Painting by Carole Es

The paintings are similar in terms of content but with the additional element of the paint's layers and color subtleties. She still incorporates patterns and stitching in the pieces. I asked her about the painting on the easel. She said we were looking at the acrylic underpainting - she'll add oils next, and do the stitching last. The paintings are on stretched canvas and she forces a stickpin through the painted (dried) canvas before threading the design. This was the first time I'd seen her work person and it's larger and more complex than photos can convey.

She's been in this studio since last summer and it took a tremendous amount of work to get the studio set up. She started with a raw, abandoned space that needed cleaning, painting, new windows, and door installations. I asked her if it had had any effect on her work. She wasn't sure: "I have a home studio too, this space is more for studio visits . . . I don't know so much doubt this space because it's kind of small.

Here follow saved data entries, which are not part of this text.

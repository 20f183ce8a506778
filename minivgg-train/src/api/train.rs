//! POST /train: synchronous training
//!
//! Blocks the request until the job finishes and answers with the flat
//! result (hyperparameters merged as top-level keys).

use axum::{extract::State, routing::post, Json, Router};
use serde_json::{Map, Value};

use crate::{error::ApiResult, models::TrainingRequest, AppState};

pub async fn train(
    State(state): State<AppState>,
    Json(request): Json<TrainingRequest>,
) -> ApiResult<Json<Map<String, Value>>> {
    request.validate()?;
    tracing::info!(
        task_id = %request.task_id,
        train_only = request.train_only,
        "Received training request"
    );

    let result = state.runner.run(request).await?;
    Ok(Json(result.to_flat_map()))
}

pub fn train_routes() -> Router<AppState> {
    Router::new().route("/train", post(train))
}
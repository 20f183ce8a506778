//! Image preprocessing
//!
//! Every image is resized to a fixed square shape regardless of its aspect
//! ratio and converted to a channel-first `f32` array scaled to `[0, 1]`.
//! The resize filter is fixed, so the same file always yields the same array.

use image::imageops::FilterType;
use image::{DynamicImage, ImageReader};
use std::path::Path;

use super::error::{PipelineError, PipelineResult};

/// Channel-first (CHW) pixel array
#[derive(Debug, Clone, PartialEq)]
pub struct ImageArray {
    data: Vec<f32>,
    shape: [usize; 3],
}

impl ImageArray {
    /// Wrap raw CHW data; `data.len()` must equal the shape's volume
    pub fn new(data: Vec<f32>, shape: [usize; 3]) -> Option<Self> {
        (data.len() == shape.iter().product::<usize>()).then_some(Self { data, shape })
    }

    /// `[channels, height, width]`
    pub fn shape(&self) -> [usize; 3] {
        self.shape
    }

    pub fn data(&self) -> &[f32] {
        &self.data
    }
}

/// Deterministic resize + normalize
#[derive(Debug, Clone, Copy)]
pub struct Preprocessor {
    size: u32,
    channels: usize,
    filter: FilterType,
}

impl Preprocessor {
    /// `channels` is 3 for RGB or 1 for grayscale
    pub fn new(size: u32, channels: usize) -> Self {
        Self {
            size,
            channels,
            filter: FilterType::Triangle,
        }
    }

    /// Output shape `[channels, size, size]`
    pub fn shape(&self) -> [usize; 3] {
        [self.channels, self.size as usize, self.size as usize]
    }

    /// Resize and normalize an already decoded image
    pub fn process(&self, image: &DynamicImage) -> ImageArray {
        let resized = image.resize_exact(self.size, self.size, self.filter);
        let side = self.size as usize;
        let plane = side * side;
        let mut data = vec![0.0f32; self.channels * plane];

        if self.channels == 1 {
            let gray = resized.to_luma8();
            for (i, pixel) in gray.pixels().enumerate() {
                data[i] = pixel[0] as f32 / 255.0;
            }
        } else {
            let rgb = resized.to_rgb8();
            for (i, pixel) in rgb.pixels().enumerate() {
                for c in 0..3 {
                    data[c * plane + i] = pixel[c] as f32 / 255.0;
                }
            }
        }

        ImageArray {
            data,
            shape: self.shape(),
        }
    }

    /// Decode `path` and preprocess it
    ///
    /// The format is sniffed from content, so a mislabeled extension still
    /// decodes. Any failure names the offending file.
    pub fn load(&self, path: &Path) -> PipelineResult<ImageArray> {
        let image = ImageReader::open(path)
            .map_err(|e| PipelineError::preprocess(path, e))?
            .with_guessed_format()
            .map_err(|e| PipelineError::preprocess(path, e))?
            .decode()
            .map_err(|e| PipelineError::preprocess(path, e))?;
        Ok(self.process(&image))
    }
}
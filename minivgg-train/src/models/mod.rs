//! Data models for minivgg-train
//!
//! - Training request as sent by the orchestrator
//! - Training job state machine and failure records
//! - Scored training result

pub mod training_job;
pub mod training_request;
pub mod training_result;

pub use training_job::{JobFailure, JobState, StateTransition, TrainingJob};
pub use training_request::{validate_task_id, TrainingRequest};
pub use training_result::{TrainingResult, FIXED_FIELDS};
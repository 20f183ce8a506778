//! Training request accepted from the orchestrator

use serde::{Deserialize, Deserializer, Serialize};
use std::path::{Component, Path, PathBuf};

use crate::pipeline::{PipelineError, PipelineResult};

/// One training job as dispatched by the master node
///
/// The dataset must follow the `root/<label>/<image>` layout: every image is
/// labeled by the name of the directory that immediately contains it.
#[derive(Debug, Clone, PartialEq, Serialize, Deserialize)]
#[serde(rename_all = "camelCase")]
pub struct TrainingRequest {
    /// Caller-assigned job identifier, also the persisted model's file stem
    pub task_id: String,

    /// Skip the held-out split and evaluate on the training data
    #[serde(default, deserialize_with = "null_as_false")]
    pub train_only: bool,

    /// Dataset root directory
    pub dataset: PathBuf,
}

fn null_as_false<'de, D>(deserializer: D) -> Result<bool, D::Error>
where
    D: Deserializer<'de>,
{
    Ok(Option::<bool>::deserialize(deserializer)?.unwrap_or(false))
}

impl TrainingRequest {
    pub fn new(task_id: impl Into<String>, dataset: impl Into<PathBuf>, train_only: bool) -> Self {
        Self {
            task_id: task_id.into(),
            train_only,
            dataset: dataset.into(),
        }
    }

    /// Reject requests whose taskId cannot safely name a file
    pub fn validate(&self) -> PipelineResult<()> {
        validate_task_id(&self.task_id)?;
        if self.dataset.as_os_str().is_empty() {
            return Err(PipelineError::InvalidRequest(
                "dataset path must not be empty".to_string(),
            ));
        }
        Ok(())
    }

    /// Last path component of the dataset, for log lines
    pub fn dataset_name(&self) -> String {
        self.dataset
            .file_name()
            .map(|name| name.to_string_lossy().into_owned())
            .unwrap_or_else(|| self.dataset.display().to_string())
    }
}

/// A taskId must be exactly one normal path component
pub fn validate_task_id(task_id: &str) -> PipelineResult<()> {
    if task_id.trim().is_empty() {
        return Err(PipelineError::InvalidRequest(
            "taskId must not be empty".to_string(),
        ));
    }
    if task_id.contains(|c: char| matches!(c, '/' | '\\' | '\0')) {
        return Err(PipelineError::InvalidRequest(format!(
            "taskId must not contain path separators: {:?}",
            task_id
        )));
    }

    let mut components = Path::new(task_id).components();
    match (components.next(), components.next()) {
        (Some(Component::Normal(_)), None) => Ok(()),
        _ => Err(PipelineError::InvalidRequest(format!(
            "taskId is not a plain file name: {:?}",
            task_id
        ))),
    }
}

I can work on a couple of things at once, but my old studio was much bigger, it was overlooking the ocean, in a park, it was really tranquil. It was really a precious place . . . something I'll never have again, and I was able to work on 6 or 7 projects at one time. It really was a sanctuary, so it was a completely different thing I'm dealing with now . . . there's street noise, it's completely different . . I don't know if it's affecting my work."

She's applying for multiple grants & residencies, an ongoing process that she's very persistent about. Depending on the outcome of those applications, she may do another book this year. Her upcoming shows are listed HERE. Another recent blog review is HERE.